HC3: TLP Clear Monthly Cybersecurity Vulnerability Bulletin - November 14, 2022

October Vulnerabilities of Interest to the Health Sector

In October 2022, vulnerabilities to the health sector have been released that require attention. This includes the monthly Patch Tuesday vulnerabilities released by several vendors on the second Tuesday of each month, along with mitigation steps and patches. Vulnerabilities for this month are from Microsoft, Google/Android, Apple, Oracle, Cisco, Adobe, SAP, and VMWare. A vulnerability is given the classification as a zero-day if it is actively exploited with no fix available or is publicly disclosed.
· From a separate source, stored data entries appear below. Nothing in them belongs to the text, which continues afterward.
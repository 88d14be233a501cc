use crate::ops::Builtin;

/// An abstract syntax tree (AST) node representing one parsed expression.
///
/// `Tree` is the closed set of node kinds the parser can produce. Child
/// order is semantically significant: both backends visit children left to
/// right, so side effects of nested assignments happen in source order.
/// A `Tree` is immutable once produced; the evaluator and the compiler only
/// read it.
#[derive(Debug, Clone, PartialEq)]
pub enum Tree {
    /// A literal numeric value.
    Const(i64),
    /// Lookup of the current value bound to a name.
    Get(String),
    /// Binds a name to the value of an expression. The node's own value is
    /// the bound value, which is what makes assignment usable as a
    /// sub-expression, as in `(x = 2) + 1`.
    Set {
        /// The name being bound.
        name: String,
        /// The expression producing the bound value.
        expr: Box<Self>,
    },
    /// Applies an operator or named function to evaluated arguments.
    /// Binary operators like `+` and unary ones like `neg` are represented
    /// this way too; arity is defined by the operator table.
    Apply {
        /// The operator symbol or function name.
        op:   String,
        /// The argument expressions, in evaluation order.
        args: Vec<Self>,
    },
    /// The result of parsing an empty input. Evaluates to no value and
    /// compiles to no statements.
    Pass,
}

impl Tree {
    /// Renders the tree back into a textual form.
    ///
    /// Binary operators from the operator table render infix in
    /// parentheses, assignments render as `(name = expr)`, and every other
    /// application renders as `name(arg,arg,...)`. The result need not
    /// equal the original source string, but re-parsing it yields a
    /// structurally equal tree.
    ///
    /// # Returns
    /// The textual rendering; empty for `Pass`.
    ///
    /// ## Example
    /// ```
    /// use gencalc::parser::parse;
    ///
    /// let (diagnostics, tree) = parse("x = 1 + -y");
    /// assert!(diagnostics.is_empty());
    /// assert_eq!(tree.unparse(), "(x = (1 + neg(y)))");
    ///
    /// let (diagnostics, reparsed) = parse(&tree.unparse());
    /// assert!(diagnostics.is_empty());
    /// assert_eq!(reparsed, tree);
    /// ```
    #[must_use]
    pub fn unparse(&self) -> String {
        match self {
            Self::Const(value) => value.to_string(),
            Self::Get(name) => name.clone(),
            Self::Set { name, expr } => format!("({name} = {})", expr.unparse()),
            Self::Apply { op, args } => match Builtin::lookup(op) {
                Some(builtin) if builtin.is_infix() && args.len() == 2 => {
                    format!("({} {} {})",
                            args[0].unparse(),
                            builtin.symbol(),
                            args[1].unparse())
                },
                _ => {
                    let rendered: Vec<String> = args.iter().map(Self::unparse).collect();
                    format!("{op}({})", rendered.join(","))
                },
            },
            Self::Pass => String::new(),
        }
    }
}
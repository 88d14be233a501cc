use crate::{error::EvalError, evaluator::EvalResult, util::num::i64_to_f64_checked};

/// Represents a runtime numeric value.
///
/// Literals start out as integers; arithmetic stays in `Integer` as long
/// as both operands are integers and the result is representable.
/// Division always produces a `Real` (true division), and mixed-type
/// arithmetic promotes the integer side.
#[derive(Debug, Clone, Copy, PartialEq)]
pub enum Value {
    /// A 64-bit signed integer value.
    Integer(i64),
    /// A double precision floating-point value.
    Real(f64),
}

impl Value {
    /// Converts the value to an `f64`.
    ///
    /// Integers are only converted when exactly representable as `f64`.
    ///
    /// # Errors
    /// Returns `EvalError::LiteralTooLarge` for integers outside the safe
    /// range.
    pub fn as_real(&self) -> EvalResult<f64> {
        match self {
            Self::Integer(n) => i64_to_f64_checked(*n, EvalError::LiteralTooLarge),
            Self::Real(r) => Ok(*r),
        }
    }

    /// Adds two values, staying integral when both operands are integers.
    ///
    /// # Errors
    /// Returns `EvalError::Overflow` when integer addition overflows, or a
    /// promotion error for unsafely large integers.
    pub fn add(&self, other: &Self) -> EvalResult<Self> {
        match (self, other) {
            (Self::Integer(a), Self::Integer(b)) => {
                a.checked_add(*b).map(Self::Integer).ok_or(EvalError::Overflow)
            },
            _ => Ok(Self::Real(self.as_real()? + other.as_real()?)),
        }
    }

    /// Subtracts `other` from `self`; integral when both are integers.
    ///
    /// # Errors
    /// Returns `EvalError::Overflow` when integer subtraction overflows,
    /// or a promotion error for unsafely large integers.
    pub fn sub(&self, other: &Self) -> EvalResult<Self> {
        match (self, other) {
            (Self::Integer(a), Self::Integer(b)) => {
                a.checked_sub(*b).map(Self::Integer).ok_or(EvalError::Overflow)
            },
            _ => Ok(Self::Real(self.as_real()? - other.as_real()?)),
        }
    }

    /// Multiplies two values; integral when both are integers.
    ///
    /// # Errors
    /// Returns `EvalError::Overflow` when integer multiplication
    /// overflows, or a promotion error for unsafely large integers.
    pub fn mul(&self, other: &Self) -> EvalResult<Self> {
        match (self, other) {
            (Self::Integer(a), Self::Integer(b)) => {
                a.checked_mul(*b).map(Self::Integer).ok_or(EvalError::Overflow)
            },
            _ => Ok(Self::Real(self.as_real()? * other.as_real()?)),
        }
    }

    /// Divides `self` by `other` using true division: the result is always
    /// a `Real`, even for two integer operands.
    ///
    /// # Errors
    /// Returns `EvalError::DivisionByZero` for a zero divisor, or a
    /// promotion error for unsafely large integers.
    ///
    /// ## Example
    /// ```
    /// use gencalc::value::Value;
    ///
    /// let v = Value::Integer(10).div(&Value::Integer(4)).unwrap();
    /// assert_eq!(v, Value::Real(2.5));
    ///
    /// assert!(Value::Integer(1).div(&Value::Integer(0)).is_err());
    /// ```
    pub fn div(&self, other: &Self) -> EvalResult<Self> {
        let divisor = other.as_real()?;
        if divisor == 0.0 {
            return Err(EvalError::DivisionByZero);
        }
        Ok(Self::Real(self.as_real()? / divisor))
    }

    /// Negates the value.
    ///
    /// # Errors
    /// Returns `EvalError::Overflow` when negating `i64::MIN`.
    pub fn neg(&self) -> EvalResult<Self> {
        match self {
            Self::Integer(n) => n.checked_neg().map(Self::Integer).ok_or(EvalError::Overflow),
            Self::Real(r) => Ok(Self::Real(-r)),
        }
    }

    /// Squares the value.
    ///
    /// # Errors
    /// Returns `EvalError::Overflow` when integer squaring overflows.
    pub fn sqr(&self) -> EvalResult<Self> {
        self.mul(self)
    }
}

impl std::fmt::Display for Value {
    fn fmt(&self, f: &mut std::fmt::Formatter<'_>) -> std::fmt::Result {
        match self {
            Self::Integer(n) => write!(f, "{n}"),
            Self::Real(r) => write!(f, "{r}"),
        }
    }
}
use std::iter::Peekable;

use crate::{error::ParseError, lexer::Token, parser::core::ParseResult};

/// Parses a comma-separated list of items until a closing token.
///
/// This utility backs function argument lists. It repeatedly calls
/// `parse_item` to parse one element, expecting either:
///
/// - a comma, to continue the list, or
/// - the specified closing token, to end it.
///
/// An immediately encountered closing token produces an empty list, which
/// is how zero-argument calls parse.
///
/// Grammar (simplified): `list := (item ("," item)*)?`
///
/// # Parameters
/// - `tokens`: Token iterator positioned at the first item or closing
///   token.
/// - `parse_item`: Function used to parse each list element.
/// - `closing`: The token that terminates the list (e.g., `)`).
///
/// # Returns
/// A vector of parsed items.
///
/// # Errors
/// Returns a `ParseError` if an item fails to parse, an unexpected token
/// is encountered, or the stream ends before the closing token.
pub(in crate::parser) fn parse_comma_separated<'a, I, T>(
    tokens: &mut Peekable<I>,
    parse_item: impl Fn(&mut Peekable<I>) -> ParseResult<T>,
    closing: &Token)
    -> Result<Vec<T>, ParseError>
    where I: Iterator<Item = &'a Token>
{
    let mut items = Vec::new();
    if let Some(token) = tokens.peek()
       && *token == closing
    {
        tokens.next();

        return Ok(items);
    }
    loop {
        items.push(parse_item(tokens)?);
        match tokens.peek() {
            Some(Token::Comma) => {
                tokens.next();
            },
            Some(token) if *token == closing => {
                tokens.next();
                break;
            },
            Some(token) => {
                return Err(ParseError::SyntaxError { token: token.to_string() });
            },
            None => return Err(ParseError::UnexpectedEof),
        }
    }
    Ok(items)
}
#[derive(Debug, PartialEq, Eq)]
/// Represents all errors that can occur during evaluation.
///
/// Side effects on the binding store made before the failure point are
/// retained; partial-effect semantics are part of the evaluator contract.
pub enum EvalError {
    /// Applied an operator or function with no implementation.
    UnknownOperation {
        /// The name of the operation.
        name: String,
    },
    /// Read a variable that has no value yet.
    UnboundVariable {
        /// The name of the variable.
        name: String,
    },
    /// The wrong number of arguments was supplied to an operation.
    ArityMismatch {
        /// The name of the operation.
        name:     String,
        /// The number of arguments the operation takes.
        expected: usize,
        /// The number of arguments actually supplied.
        found:    usize,
    },
    /// Attempted division by zero.
    DivisionByZero,
    /// Integer arithmetic overflowed.
    Overflow,
    /// An integer was too large to promote to a real without loss.
    LiteralTooLarge,
    /// An empty (`Pass`) tree was used where a value was required.
    MissingValue,
}

impl std::fmt::Display for EvalError {
    fn fmt(&self, f: &mut std::fmt::Formatter<'_>) -> std::fmt::Result {
        match self {
            Self::UnknownOperation { name } => {
                write!(f, "Evaluation error, no implementation of operation '{name}'")
            },
            Self::UnboundVariable { name } => {
                write!(f, "Evaluation error, variable '{name}' has no value yet")
            },
            Self::ArityMismatch { name,
                                  expected,
                                  found, } => {
                write!(f,
                       "Evaluation error, operation '{name}' takes {expected} argument(s) but {found} were given")
            },
            Self::DivisionByZero => write!(f, "Evaluation error, division by zero"),
            Self::Overflow => write!(f, "Evaluation error, integer overflow"),
            Self::LiteralTooLarge => {
                write!(f, "Evaluation error, integer too large to represent exactly")
            },
            Self::MissingValue => write!(f, "Evaluation error, expression produced no value"),
        }
    }
}

impl std::error::Error for EvalError {}
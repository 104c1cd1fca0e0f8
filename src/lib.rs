pub mod game;
pub mod runner;
pub mod scene;
pub mod utils;

use std::str::FromStr;

use gloo_timers::future::TimeoutFuture;
use serde_wasm_bindgen::to_value;
use wasm_bindgen::prelude::*;
use wasm_bindgen_futures::future_to_promise;
use web_sys::js_sys::Promise;

pub use game::{
    DecisionCard, Deck, Demiurge, DemiurgeCard, GameEvent, GameOverReason, GameState, Player,
    RealCard, TurnEngine, TurnResolution,
};
pub use runner::{swipe_direction, PointerTracker, RunnerSnapshot, RunnerWorld, SwipeDirection};
pub use scene::{Character, Choice, Scene, SceneControls, ScenePlayer, SceneView, Transition};

#[cfg(feature = "wee_alloc")]
#[global_allocator]
static ALLOC: wee_alloc::WeeAlloc = wee_alloc::WeeAlloc::INIT;

#[wasm_bindgen(start)]
pub fn start() {
    set_panic_hook();
}

fn serde_to_js_error<E: std::fmt::Display>(error: E) -> JsValue {
    JsValue::from_str(&error.to_string())
}

fn resolution_json(state: &GameState, events: Vec<GameEvent>) -> Result<String, JsValue> {
    let resolution = TurnResolution::new(state.clone(), events);
    if let Some(reason) = resolution.outcome {
        web_sys::console::log_1(&format!("lastcall: session over ({reason:?})").into());
    }
    serde_json::to_string(&resolution).map_err(serde_to_js_error)
}

/// Card-game session owned by the page: one `GameState` plus the turn
/// engine that drives it. Every operation returns a `TurnResolution` JSON
/// snapshot for the presentation layer.
#[wasm_bindgen]
pub struct GameEngine {
    state: GameState,
    engine: TurnEngine,
}

#[wasm_bindgen]
impl GameEngine {
    /// `seed` enables deterministic replay; `initial_state_json` resumes
    /// from a snapshot instead of a fresh session.
    #[wasm_bindgen(constructor)]
    pub fn new(seed: Option<u32>, initial_state_json: Option<String>) -> Result<GameEngine, JsValue> {
        let state = if let Some(json) = initial_state_json {
            serde_json::from_str(&json).map_err(serde_to_js_error)?
        } else {
            GameState::new()
        };
        Ok(GameEngine {
            state,
            engine: TurnEngine::new(seed.map(u64::from)),
        })
    }

    pub fn state_json(&self) -> Result<String, JsValue> {
        serde_json::to_string(&self.state).map_err(serde_to_js_error)
    }

    pub fn set_state_json(&mut self, json: &str) -> Result<(), JsValue> {
        let state: GameState = serde_json::from_str(json).map_err(serde_to_js_error)?;
        self.state = state;
        Ok(())
    }

    pub fn begin(&mut self) -> Result<String, JsValue> {
        let events = self.engine.begin(&mut self.state);
        resolution_json(&self.state, events)
    }

    pub fn select_card(&mut self, index: usize) -> Result<String, JsValue> {
        let events = self.engine.select_card(&mut self.state, index);
        resolution_json(&self.state, events)
    }

    pub fn inspect(&mut self) -> Result<String, JsValue> {
        let events = self.engine.inspect_illusions(&mut self.state);
        resolution_json(&self.state, events)
    }

    pub fn quit(&mut self) -> Result<String, JsValue> {
        let events = self.engine.quit(&mut self.state);
        resolution_json(&self.state, events)
    }

    pub fn is_finished(&self) -> bool {
        self.state.is_finished()
    }

    /// Evaluates and returns the loss outcome, if any.
    pub fn check_game_over(&mut self) -> Result<JsValue, JsValue> {
        to_value(&TurnEngine::check_game_over(&mut self.state)).map_err(JsValue::from)
    }
}

/// Scene-graph session. Animation frames are derived from the elapsed
/// time the caller passes in; the page owns the actual clock.
#[wasm_bindgen]
pub struct SceneEngine {
    player: ScenePlayer,
}

#[wasm_bindgen]
impl SceneEngine {
    /// With no script JSON the built-in sample script is used.
    #[wasm_bindgen(constructor)]
    pub fn new(scenes_json: Option<String>) -> Result<SceneEngine, JsValue> {
        let player = if let Some(json) = scenes_json {
            let scenes: Vec<Scene> = serde_json::from_str(&json).map_err(serde_to_js_error)?;
            let mut player = ScenePlayer::new(scenes);
            player.show_scene(0);
            player
        } else {
            ScenePlayer::sample()
        };
        Ok(SceneEngine { player })
    }

    pub fn show_scene(&mut self, index: usize) -> bool {
        self.player.show_scene(index)
    }

    pub fn advance(&mut self) -> bool {
        self.player.advance()
    }

    pub fn choose(&mut self, index: usize) -> bool {
        self.player.choose(index)
    }

    /// Current view as JSON; `"null"` when nothing is shown.
    pub fn view_json(&self, elapsed_ms: f64) -> Result<String, JsValue> {
        serde_json::to_string(&self.player.view(elapsed_ms)).map_err(serde_to_js_error)
    }

    /// Resolves with the view as it will look `delay_ms` from
    /// `elapsed_ms`, for presentation layers that want the next animation
    /// frame pushed to them.
    pub fn peek_view(&self, elapsed_ms: f64, delay_ms: Option<u32>) -> Promise {
        let player = self.player.clone();
        let delay = delay_ms.unwrap_or(0);

        future_to_promise(async move {
            if delay > 0 {
                TimeoutFuture::new(delay).await;
            }
            let view = player.view(elapsed_ms + f64::from(delay));
            let json = serde_json::to_string(&view).map_err(serde_to_js_error)?;
            Ok(JsValue::from_str(&json))
        })
    }
}

/// Endless-runner session: world physics plus a pointer tracker that
/// turns down/up coordinate pairs into discrete swipes.
#[wasm_bindgen]
pub struct Runner {
    world: RunnerWorld,
    pointer: PointerTracker,
}

#[wasm_bindgen]
impl Runner {
    #[wasm_bindgen(constructor)]
    pub fn new(width: f64, height: f64, seed: Option<u32>) -> Runner {
        Runner {
            world: RunnerWorld::new(width, height, seed.map(u64::from)),
            pointer: PointerTracker::default(),
        }
    }

    pub fn pointer_down(&mut self, x: f64, y: f64) {
        self.pointer.down(x, y);
    }

    pub fn pointer_up(&mut self, x: f64, y: f64) {
        if let Some(direction) = self.pointer.up(x, y) {
            self.world.move_dir(direction);
        }
    }

    /// Direct button input: `"up"`, `"down"`, `"left"`, `"right"`.
    pub fn move_dir(&mut self, direction: &str) {
        if let Ok(direction) = SwipeDirection::from_str(direction) {
            self.world.move_dir(direction);
        }
    }

    pub fn tick(&mut self, dt: f64) {
        self.world.update(dt);
    }

    pub fn resize(&mut self, width: f64, height: f64) {
        self.world.resize(width, height);
    }

    pub fn reset(&mut self) {
        self.world.reset();
    }

    pub fn state_json(&self) -> Result<String, JsValue> {
        serde_json::to_string(&self.world.snapshot()).map_err(serde_to_js_error)
    }
}

/// Fresh card-game session state, for front-end debugging or explicit
/// initialization.
#[wasm_bindgen(js_name = "createGameState")]
pub fn create_game_state() -> Result<JsValue, JsValue> {
    to_value(&GameState::new()).map_err(JsValue::from)
}

/// The built-in sample scene script.
#[wasm_bindgen(js_name = "createSampleScenes")]
pub fn create_sample_scenes() -> Result<JsValue, JsValue> {
    to_value(ScenePlayer::sample().scenes()).map_err(JsValue::from)
}

/// Derives the discrete swipe (if any) from a pointer delta.
#[wasm_bindgen(js_name = "deriveSwipe")]
pub fn derive_swipe(dx: f64, dy: f64) -> Result<JsValue, JsValue> {
    to_value(&swipe_direction(dx, dy)).map_err(JsValue::from)
}

#[cfg(feature = "console_error_panic_hook")]
fn set_panic_hook() {
    console_error_panic_hook::set_once();
}

#[cfg(not(feature = "console_error_panic_hook"))]
fn set_panic_hook() {}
HC3 recommends patching all vulnerabilities with special consideration to the risk management posture of the organization.

Importance to the HPH Sector

Department Of Homeland Security/Cybersecurity & Infrastructure Security Agency

The Department of Homeland Security’s (DHS) Cybersecurity and Infrastructure Security Agency (CISA) added a total of 12 vulnerabilities in October to their Known Exploited Vulnerabilities Catalog.

This effort is driven by Binding Operational Directive (BOD) 22-01: Reducing the Significant Risk of Known Exploited Vulnerabilities, which established the Known Exploited Vulnerabilities Catalog as a living list of known CVEs that carry significant risk to the US federal enterprise.